It's 9:45 PM, and I'm walking through New Orleans Square at Disneyland in Anaheim, California. The water show is in full swing, with miraculous sudden set changes. . . . The giant pirate boat with fifty actors has turned and is completely hidden behind a corner too small for it, and multiple thirty-foot evil magic-mirror faces hang on mist screens above the water. I decide to take a sudden turn myself, to visit the Pirates of the Caribbean ride. A few feet down the path, the crowd is gone, and the water show almost inaudible. The ride is on a narrow waterway with flat-bottom boats inexorably driven forward through the artificial landscape by a fearsome chain-and-gear mechanism hidden under the water. I'm in my seat, and twenty seconds later we are underground, on a river in a cave system somewhere beneath Disneyland, somewhere in the Caribbean, probably near the storage space of that missing water-show pirate ship. And, simultaneously, I am almost back in the Carlsbad Caverns National Monument, true wonder of the underworld, alone, after midnight, during the production of my film WAX or the discovery of television among the bees. Floating on a boat attached by bottom chains to an artificial underground Disney-Caribbean river is not that much different from walking alone, at midnight, through the unbelievable underground and path-determined space of Carlsbad Caverns, moving in half-light among giant rock forms. That afternoon, deeper in the cave, I'd had a beekeeper's suit on and been standing around the corner of the one-way path from a cameraman, almost leaning on a fractionally detailed limestone formation. On the cameraman's cue, I was supposed to create a material wipe suddenly by walking around the corner, but we had to keep delaying the shot as tourists kept appearing behind me on the one-way path . . . surprising me, but not themselves. I was just part of the landscape, and several even said, "The moon, huh?" before turning the next corner and finding the camera. I was part of their ride, but they knew I was also thousands of feet underneath the moon, maybe somewhere in France on the set of a Melies movie, or perhaps back at Disneyland, back at Pirates of the Caribbean.
An interesting and vital part of navigation in immersive environments is the effect of sudden mode change . . . often, turning a corner, you are instantly in another environment, as if you had just passed through the spatial equivalent of a soft-edged wipe. What is shocking is that these mode changes can often take you to an environment that contradicts the one you just came from, both in appearance, and in meaning and use . . . like turning a smooth corner at the base of the Matterhorn at Disneyland, and ending up at the end of a row of urinals.
The first effect of this spatial mode change, I believe, is that one becomes more susceptible to association. In other words, free navigation in an immersive environment leads to mode changes, and mode changes lead to an increase in association, sometimes internal, and sometimes external. The latter we call coincidence.

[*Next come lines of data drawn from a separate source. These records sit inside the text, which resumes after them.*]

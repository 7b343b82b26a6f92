use crate::*;
use chrono::Local;


/**
    Public library API for Stroz health check functionality
 **/


#[derive(Debug, Clone, PartialEq, Eq)]
/// Products of a delivered health check run
pub struct RunSummary {
    /// Delivered report
    pub report: Report,

    /// Webhook answer
    pub delivery: DeliveryOutcome,
}


/// Probe every site, build report, deliver it.
/// Probe failures end up in the report, only delivery and serialization failures are fatal.
pub fn execute(settings: &Settings) -> Result<RunSummary, Error> {
    info!("Probing {} site(s)…", settings.registry.len());
    let results = Prober::new(settings.probe.clone()).probe_all(&settings.registry);
    let failures = results
        .iter()
        .filter(|result| !result.is_healthy())
        .count();

    let report = Report::build(&results, &Local::now());
    info!(
        "{}: {} healthy, {} failing. Severity: {:?}",
        report.title,
        results.len() - failures,
        failures,
        report.severity
    );

    let delivery = Notificator::new(settings.webhook.clone(), settings.delivery.clone())
        .notify(&report)?;
    Ok(RunSummary { report, delivery })
}


/// Load dotenv file and configuration, then execute
pub fn run() -> Result<RunSummary, Error> {
    load_dotenv()?;
    let settings = Config::load()?.resolve()?;
    execute(&settings)
}
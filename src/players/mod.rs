//! The player seam: game sessions notify connected channels of applied
//! moves and ask the active color's channel for its next move. Decision
//! logic (human input, AI strategy) lives behind this trait, outside the
//! rules engine.

mod random;

pub use random::RandomPlayer;

use crate::game::{Color, Square, Target, TurnView};

/// Interface between a game session and whatever decides a color's moves.
pub trait PlayerChannel {
    /// Return the channel's display name.
    fn name(&self) -> &str;

    /// Called after every applied move, including moves replayed from a
    /// bulk final-state application and the opponent's moves.
    fn on_move_applied(&mut self, _color: Color, _from: Square, _to: Target) {}

    /// Supply the next move for the active color. The session calls this
    /// only while at least one legal move exists; an illegal answer is
    /// rejected by the session and surfaces as an error to whoever drives
    /// the game, which owns any re-prompt policy.
    fn request_move(&mut self, view: &TurnView) -> (Square, Target);
}
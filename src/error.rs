use std::path::PathBuf;

use crate::game::{Color, Square, Target};

/// Errors that can occur when constructing a board position.
#[derive(Debug, Clone, PartialEq, Eq, thiserror::Error)]
pub enum BoardError {
    #[error("invalid board: expected 15 checkers per color, found {white} white and {black} black")]
    InvalidCheckerCount { white: u32, black: u32 },
}

/// Errors that can occur when submitting a move to a game session.
#[derive(Debug, Clone, PartialEq, Eq, thiserror::Error)]
pub enum MoveError {
    #[error("illegal move: {color} cannot move {from} to {target} with the remaining dice")]
    IllegalMove {
        color: Color,
        from: Square,
        target: Target,
    },

    #[error("chosen final state is not reachable for {color} with the remaining dice")]
    IllegalFinalState { color: Color },

    #[error("it is not {color}'s turn to move")]
    WrongTurn { color: Color },

    #[error("game is over")]
    GameOver,
}

/// Errors that can occur when loading configuration.
#[derive(Debug, thiserror::Error)]
pub enum ConfigError {
    #[error("failed to read config file {path}: {source}")]
    FileRead {
        path: PathBuf,
        source: std::io::Error,
    },

    #[error("failed to parse TOML: {0}")]
    TomlParse(#[from] toml::de::Error),

    #[error("config validation error: {0}")]
    Validation(String),
}

#[cfg(test)]
mod tests {
    use super::*;

    #[test]
    fn test_board_error_display() {
        let err = BoardError::InvalidCheckerCount {
            white: 14,
            black: 15,
        };
        assert_eq!(
            err.to_string(),
            "invalid board: expected 15 checkers per color, found 14 white and 15 black"
        );
    }

    #[test]
    fn test_move_error_display() {
        let err = MoveError::IllegalMove {
            color: Color::White,
            from: Square::Point(6),
            target: Target::Point(1),
        };
        assert_eq!(
            err.to_string(),
            "illegal move: White cannot move point 6 to point 1 with the remaining dice"
        );
    }

    #[test]
    fn test_wrong_turn_display() {
        let err = MoveError::WrongTurn {
            color: Color::Black,
        };
        assert_eq!(err.to_string(), "it is not Black's turn to move");
    }

    #[test]
    fn test_config_error_display() {
        let err = ConfigError::Validation("games must be > 0".to_string());
        assert_eq!(err.to_string(), "config validation error: games must be > 0");
    }
}
use std::path::PathBuf;

use anyhow::{Context, Result};
use clap::Parser;
use tracing::info;
use tracing_subscriber::EnvFilter;

use backgammon::config::SimulationConfig;
use backgammon::dice::RandomDice;
use backgammon::game::{Color, GameSession};
use backgammon::players::RandomPlayer;

/// Play backgammon games between two random players.
#[derive(Parser)]
#[command(name = "selfplay", about = "Run random-vs-random backgammon games")]
struct Cli {
    /// Path to TOML configuration file
    #[arg(long, default_value = "selfplay.toml")]
    config: PathBuf,

    /// Override number of games to play
    #[arg(short, long)]
    games: Option<u32>,

    /// Override RNG seed (for deterministic games)
    #[arg(long)]
    seed: Option<u64>,
}

fn main() -> Result<()> {
    let env_filter = EnvFilter::try_from_default_env().unwrap_or_else(|_| EnvFilter::new("info"));
    tracing_subscriber::fmt().with_env_filter(env_filter).init();

    let cli = Cli::parse();
    let mut config = SimulationConfig::load_or_default(&cli.config)
        .with_context(|| format!("loading config from {}", cli.config.display()))?;
    if let Some(games) = cli.games {
        config.games = games;
    }
    if let Some(seed) = cli.seed {
        config.seed = Some(seed);
    }
    config.validate().context("validating configuration")?;

    let mut white_wins = 0u32;
    let mut black_wins = 0u32;
    let mut unfinished = 0u32;

    for game in 0..config.games {
        let winner = play_game(&config, game).with_context(|| format!("playing game {game}"))?;
        match winner {
            Some(Color::White) => white_wins += 1,
            Some(Color::Black) => black_wins += 1,
            None => unfinished += 1,
        }
    }

    info!(
        games = config.games,
        white_wins, black_wins, unfinished, "self-play finished"
    );
    println!(
        "{} games: White {white_wins}, Black {black_wins}, unfinished {unfinished}",
        config.games
    );
    Ok(())
}

fn play_game(config: &SimulationConfig, game: u32) -> Result<Option<Color>> {
    // Derive per-game seeds so each game differs but the run reproduces.
    let (dice, white, black) = match config.seed {
        Some(seed) => {
            let base = seed.wrapping_add(u64::from(game) * 3);
            (
                RandomDice::from_seed(base),
                RandomPlayer::from_seed(base.wrapping_add(1)),
                RandomPlayer::from_seed(base.wrapping_add(2)),
            )
        }
        None => (RandomDice::new(), RandomPlayer::new(), RandomPlayer::new()),
    };

    let mut session = GameSession::new_standard(Box::new(dice));
    session.connect_player(Color::White, Box::new(white));
    session.connect_player(Color::Black, Box::new(black));

    let winner = session.run(config.max_moves)?;
    info!(
        game,
        winner = winner.map(Color::name),
        moves = session.moves_made(),
        "game finished"
    );
    Ok(winner)
}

Back in the early 1970s, I learned a lot from surreal audio theater pieces put out by the group Firesign Theatre. I hadn't listened to them for almost twenty years until I bought them as used records, in preparation for a trip to a computer graphics convention called SIGGRAPH '93. Off the plane under the memorial statue at the John Wayne Airport in Orange County, California, in an enormous surrounding glass abutment that was the center of a high imperial postmodern building (so obviously built first in the computer that regular holes had been designed in the mold of the parking garage's poured roof to allow what started as elephant feet underground to turn into a grid of optimistic palm trees above), I realized I'd better go to Disneyland before I got too busy. Four hours later, it was closing time at Disneyland, and I was emerging from the bathroom across from the Matterhorn. I'd just bought my first Walkman the month before, and wasn't used to the dual alienation and audio overlay effect you get from a Walkman, so I put the headphones on again with self-conscious semireluctance, and went back to "We're All Bozo's on This Bus" (Firesign Theatre, 1971), written at the beginning of the age of video as an imagination of what government-inflicted simulation might really be like. Putting the story briefly, a bus comes to town, and Clem gets on board. It turns out that the bus is actually a seamless virtual reality environment, that may or may not take Clem to a future amusement park very similar to what I imagine is Ross Perot's vision of the Information Superhighway.
While meeting the audioanimatronic president on the White House Ride, Clem reveals himself as a quasi-revolutionary hacker, who conversationally forces the robot president into maintenance mode, in order to talk to Dr. Memory, the real program running the simulation. Clem is inside the machine, and inside the program, calling out to Dr. Memory: "Read me, Dr. Memory! Read me Dr. Memory!"There's a full moon out, the Matterhorn is white, and the gondola cables are dark and visible against the sky. Suddenly, there's an additional voice and space on the tape, which it takes about ten seconds to identify as coming from the entire southern slope of the Matterhorn, which has begun to speak in the sublime voice of a woman on a microphone saying: "Shutting Down System A. Shutting Down System A. Check. Shutting Down System B. Check." A male voice replies conversationally to the technical woman from another set of speakers across the way. In the meantime, Clem, who had already succeeded in breaking the president, has just shut down the entire Future Fair.
The effect of modal change and association, - whether the latter takes place in the imagination, or in the world as coincidence, is that you end up with a sort of spatial fiction, what Jay Bolter in his book on electronic writing called a topical, or topographic fiction, a fiction of aphorisms and situations, spread in front of you as a field of places that can change from one to the other in a variety of ways. Traveling through the fiction is like navigating through an immersive environment, and vice versa.